Layering Skin Care Products—Am I Doing It Right?
A dermatologist shares how to layer skin care products and what you may be doing wrong.
My post-shower ritual is a well-tuned performance. I am the conductor, my skin care products the orchestra. Each product is added at a pre-determined interval for maximum absorption and efficiency. It goes something like this: After I towel dry, I pat a vitamin C serum onto my face. As that dries, I brush my teeth. Next, I apply a hyaluronic acid serum. As that seeps into my skin, I slather on body lotion. Next comes an eye cream and moisturizer. As my face drinks those up, I swipe-on deodorant, and then, comes sunscreen.
Yet, as I look at my temperamental skin with its consistent dry patches and erratic blemishes, I have to wonder—is all this necessary? Am I even doing skin care right?
“Ideally, we’d all be able to pop into a dermatologist’s office and have the doctor provide a specially formulated skin care regime for us, but honestly, there just aren’t enough dermatologists right now to be able to do that,” says Dr. Marcie Ulmer, a cosmetic and medical dermatologist at Pacific Derm in Vancouver, B.C.
So, here’s the next best thing: I asked Dr. Ulmer to share advice on how to layer skin care products, which ingredients should (and shouldn’t) be paired together and the most common skin care mistakes to be aware of.
Why is it important to layer skin care products the right way?
The reason we guide our patients on proper ordering of their skin care is so they can get the maximum benefit from each product by maximizing the absorption of the active ingredient. For example, if you were to apply something thick, like an oil, first, it’ll sit on the surface of the skin. So if you apply something afterwards, you won’t get the maximum penetration of that second layer and it wouldn’t be absorbed.
What’s the proper order?
You should apply your products starting with the lightest product and progress to applying the heaviest products. For example, in the morning, start with your cleanser, then apply your lightest product, which is often a serum. If you’re using more than one serum, go with your lightest, first. Then moisturize, which will seal in the serum, and then apply sunscreen.
How should the order of skin care products differ in the morning versus at night?

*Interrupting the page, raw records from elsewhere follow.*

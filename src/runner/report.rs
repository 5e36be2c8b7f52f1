//! Result aggregation
//!
//! Turns the outcomes of a run into one report. A successful run reports
//! every step; a failed run reports only the failing step, on one line.

use crate::runner::InvocationResult;

/// Format the outcome of a run
pub fn aggregate(result: &InvocationResult) -> String {
    if result.success {
        result
            .outcomes
            .iter()
            .map(|outcome| outcome.text())
            .collect::<Vec<_>>()
            .join("\n")
    } else {
        result
            .outcomes
            .iter()
            .filter(|outcome| !outcome.success())
            .map(|outcome| single_line(&outcome.text()))
            .collect::<Vec<_>>()
            .join("\n")
    }
}

fn single_line(text: &str) -> String {
    text.lines()
        .map(str::trim_end)
        .filter(|line| !line.is_empty())
        .collect::<Vec<_>>()
        .join(" - ")
}
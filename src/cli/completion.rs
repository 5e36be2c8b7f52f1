//! Shell completion scripts

use clap::Command;
use clap_complete::{generate, Shell};
use std::io::Write;

/// Write a completion script for `shell` covering every target subcommand
pub fn write_completions<W: Write>(shell: Shell, cmd: &mut Command, out: &mut W) {
    let bin_name = cmd.get_name().to_string();
    generate(shell, cmd, bin_name, out);
}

The morning routine is for protection, and the night routine is for renewal. An antioxidant serum, like a vitamin C serum, is ideal to apply in the morning because it can help protect against sun damage, free radicals and pollution. And, obviously, sunscreen is also essential in the morning routine too. The night is when you’d want to use a retinol or retinoid since they can break down with sun exposure.
Are there certain products or ingredients that should always be paired together?
Vitamin C, vitamin E and sunscreen
Both vitamins C and E are powerful antioxidants, and we like to them pair with sunscreen. Products with these vitamins, when applied in the morning, can be your line of defence. As previously mentioned, they shield your skin from sun damage, pollution and harm from free radical damage.
Water, hyaluronic acid and moisturizer
Hyaluronic acid-containing products should be applied with wet fingertips or applied onto wet skin, because this ingredient draws water in, and wet fingers or face will increase hydration. A moisturizer needs to be applied on top of hyaluronic acid to lock in the hydration.
Dry skin, retinol and moisturizer
Retinol or retinoids can be irritating and drying and should not be applied immediately after washing your face. A moisturizer should always be applied before or after a retinol or a retinoid. For those with really sensitive skin, I suggest putting on moisturizer first and then the retinol or retinoid, then moisturizer again—so the retinol product is sandwiched in between moisturizer to prevent irritation.
What are the most common mistakes people make when layering skin care products?
Using too many products
If your skin is red, flaky, burning or irritated, or if you’re experiencing a flare-up of an underlying skin issue like rosacea or acne, you probably need to scale back to the basics. Sometimes that means just using a cleanser and moisturizer, and then adding back one product at a time. Then, if you develop an irritation, you know which product caused it.
Using irritating products together
Retinol and exfoliants can cause redness, flaking and burning and shouldn’t be used together. Instead, use, say, a glycolic acid only once or twice a week, retinol on the other nights of the week.
Applying too much of one product
Putting on too much of one product, such as 10 drops of a serum instead of the recommended three to four, can lead to irritation. Or, you could just be wasting money. You only need a few drops to lightly cover your face.
Copying someone else’s routine
Everyone’s skin care routine should look different—it’s not going to be the same as your sister or your bestie’s because that might not be right for your skin type. Customize your routine to suit your specific skin care needs. Learn what type of skin you have—dry, sensitive, acne-prone—and make sure to use the products targeted to address your skin concerns.
How long should you wait in between applying each product?
If you can, give each product a little time to absorb before applying the next one. If you have other grooming things to do, like brushing your teeth, do so in between applying products to give each one a little more time to be absorbed. But if you don’t have time, they’ll probably still absorb just fine—as long as they’re layered in the right order.
This interview has been edited and condensed for clarity.